* [What you need to do] The records below need to be copied in full. Match them exactly.

* [Stored data entries]
----------

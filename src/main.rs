// src/main.rs

mod config;
mod detection;
mod dispatch;
mod intent;
mod location;
mod pipeline;
mod replay;
mod session;
mod types;

use anyhow::Result;
use dispatch::DispatchClient;
use intent::IntentRouter;
use pipeline::{GesturePipeline, NotificationBus, PipelineMetrics};
use replay::ReplayDriver;
use session::{
    AlarmSession, AlarmState, FileSessionStore, MemorySessionStore, SessionRuntime, SessionStore,
};
use std::sync::Arc;
use std::time::Duration;
use tracing::{error, info, warn};
use tracing_subscriber::EnvFilter;

const CONFIG_ENV: &str = "EYE_ALERT_CONFIG";

#[tokio::main]
async fn main() -> Result<()> {
    let config_path = std::env::var(CONFIG_ENV).unwrap_or_else(|_| "config.yaml".to_string());
    let config = types::Config::load(&config_path)?;

    let filter = EnvFilter::try_from_default_env()
        .unwrap_or_else(|_| EnvFilter::new(format!("eye_alert={}", config.logging.level)));
    tracing_subscriber::fmt().with_env_filter(filter).init();

    info!("🛟 EyeAlert starting");
    info!("✓ Configuration loaded from {}", config_path);
    info!(
        "Gesture thresholds: eyes={} frames, smile={} frames, countdown={}s",
        config.gesture.eye_threshold_frames,
        config.gesture.smile_threshold_frames,
        config.countdown.start_seconds
    );

    // ========================================================================
    // SESSION
    // ========================================================================

    let store: Box<dyn SessionStore> = if config.session.store_path.is_empty() {
        warn!("No session store path; an active alarm will not survive a restart");
        Box::new(MemorySessionStore::new())
    } else {
        let store = FileSessionStore::new(&config.session.store_path);
        info!("✓ Session store at {}", store.path().display());
        Box::new(store)
    };

    let session = match store.load() {
        Ok(Some(saved)) => AlarmSession::restore(saved),
        Ok(None) => AlarmSession::new(),
        Err(e) => {
            error!("Stored session unreadable, starting idle: {:#}", e);
            AlarmSession::new()
        }
    };
    let restored_active = session.alarm_state() == AlarmState::Active;

    let client = DispatchClient::new(&config.dispatch)?;
    let has_credentials = client.has_credentials();
    info!("✓ Dispatch client ready ({})", client.base_url());

    let metrics = PipelineMetrics::new();
    let mut bus = NotificationBus::default();
    let notifications = bus.subscribe();

    let (handle, session_task) = SessionRuntime::spawn(
        session,
        Arc::new(client),
        store,
        bus,
        metrics.clone(),
    );

    if restored_active && config.session.cancel_stale_on_launch {
        info!("Cancelling alarm left over from the previous run");
        handle.cancel(false)?;
    }

    // ========================================================================
    // REPLAY
    // ========================================================================

    let script = replay::load_script(&config.replay.script_path)?;
    let pipeline = GesturePipeline::new(&config.gesture, &config.countdown, metrics.clone());
    let intents = IntentRouter::new(handle.clone(), has_credentials);
    let mut driver = ReplayDriver::new(
        pipeline,
        handle.clone(),
        intents,
        notifications,
        config.replay.fps,
        config.countdown.tick_ms,
    );

    if let Err(e) = driver.run(script).await {
        error!("❌ Replay aborted: {:#}", e);
    }

    let final_state = driver
        .settle(Duration::from_secs(config.dispatch.timeout_secs))
        .await?;
    info!("Session ended replay in {}", final_state.as_str());

    handle
        .shutdown(true, Duration::from_secs(config.dispatch.timeout_secs))
        .await?;
    if let Err(e) = session_task.await {
        error!("Session task failed: {}", e);
    }

    // ========================================================================
    // SUMMARY
    // ========================================================================

    let summary = metrics.summary();
    info!("📊 Run summary:");
    info!(
        "  frames: {} ({} without a face), {:.1} fps",
        summary.total_frames, summary.faceless_frames, summary.fps
    );
    info!(
        "  gestures: {}, smiles: {}, countdowns fired/cancelled: {}/{}",
        summary.gestures_confirmed,
        summary.smiles_confirmed,
        summary.countdowns_fired,
        summary.countdowns_cancelled
    );
    info!(
        "  triggers: {}, alarms created: {}, create failures: {}, delivery failures: {}",
        summary.triggers, summary.alarms_created, summary.create_failures, summary.delivery_failures
    );

    Ok(())
}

----------

* [Solution for this exercise]
filename src/main.rs
// src/main.rs

mod config;
mod detection;
mod dispatch;
mod intent;
mod location;
mod pipeline;
mod replay;
mod session;
mod types;

use anyhow::Result;
use dispatch::DispatchClient;
use intent::IntentRouter;
use pipeline::{GesturePipeline, NotificationBus, PipelineMetrics};
use replay::ReplayDriver;
use session::{
    AlarmSession, AlarmState, FileSessionStore, MemorySessionStore, SessionRuntime, SessionStore,
};
use std::sync::Arc;
use std::time::Duration;
use tracing::{error, info, warn};
use tracing_subscriber::EnvFilter;

const CONFIG_ENV: &str = "EYE_ALERT_CONFIG";

#[tokio::main]
async fn main() -> Result<()> {
    let config_path = std::env::var(CONFIG_ENV).unwrap_or_else(|_| "config.yaml".to_string());
    let config = types::Config::load(&config_path)?;

    let filter = EnvFilter::try_from_default_env()
        .unwrap_or_else(|_| EnvFilter::new(format!("eye_alert={}", config.logging.level)));
    tracing_subscriber::fmt().with_env_filter(filter).init();

    info!("🛟 EyeAlert starting");
    info!("✓ Configuration loaded from {}", config_path);
    info!(
        "Gesture thresholds: eyes={} frames, smile={} frames, countdown={}s",
        config.gesture.eye_threshold_frames,
        config.gesture.smile_threshold_frames,
        config.countdown.start_seconds
    );

    // ========================================================================
    // SESSION
    // ========================================================================

    let store: Box<dyn SessionStore> = if config.session.store_path.is_empty() {
        warn!("No session store path; an active alarm will not survive a restart");
        Box::new(MemorySessionStore::new())
    } else {
        let store = FileSessionStore::new(&config.session.store_path);
        info!("✓ Session store at {}", store.path().display());
        Box::new(store)
    };

    let session = match store.load() {
        Ok(Some(saved)) => AlarmSession::restore(saved),
        Ok(None) => AlarmSession::new(),
        Err(e) => {
            error!("Stored session unreadable, starting idle: {:#}", e);
            AlarmSession::new()
        }
    };
    let restored_active = session.alarm_state() == AlarmState::Active;

    let client = DispatchClient::new(&config.dispatch)?;
    let has_credentials = client.has_credentials();
    info!("✓ Dispatch client ready ({})", client.base_url());

    let metrics = PipelineMetrics::new();
    let mut bus = NotificationBus::default();
    let notifications = bus.subscribe();

    let (handle, session_task) = SessionRuntime::spawn(
        session,
        Arc::new(client),
        store,
        bus,
        metrics.clone(),
    );

    if restored_active && config.session.cancel_stale_on_launch {
        info!("Cancelling alarm left over from the previous run");
        handle.cancel(false)?;
    }

    // ========================================================================
    // REPLAY
    // ========================================================================

    let script = replay::load_script(&config.replay.script_path)?;
    let pipeline = GesturePipeline::new(&config.gesture, &config.countdown, metrics.clone());
    let intents = IntentRouter::new(handle.clone(), has_credentials);
    let mut driver = ReplayDriver::new(
        pipeline,
        handle.clone(),
        intents,
        notifications,
        config.replay.fps,
        config.countdown.tick_ms,
    );

    if let Err(e) = driver.run(script).await {
        error!("❌ Replay aborted: {:#}", e);
    }

    let final_state = driver
        .settle(Duration::from_secs(config.dispatch.timeout_secs))
        .await?;
    info!("Session ended replay in {}", final_state.as_str());

    handle
        .shutdown(true, Duration::from_secs(config.dispatch.timeout_secs))
        .await?;
    if let Err(e) = session_task.await {
        error!("Session task failed: {}", e);
    }

    // ========================================================================
    // SUMMARY
    // ========================================================================

    let summary = metrics.summary();
    info!("📊 Run summary:");
    info!(
        "  frames: {} ({} without a face), {:.1} fps",
        summary.total_frames, summary.faceless_frames, summary.fps
    );
    info!(
        "  gestures: {}, smiles: {}, countdowns fired/cancelled: {}/{}",
        summary.gestures_confirmed,
        summary.smiles_confirmed,
        summary.countdowns_fired,
        summary.countdowns_cancelled
    );
    info!(
        "  triggers: {}, alarms created: {}, create failures: {}, delivery failures: {}",
        summary.triggers, summary.alarms_created, summary.create_failures, summary.delivery_failures
    );

    Ok(())
}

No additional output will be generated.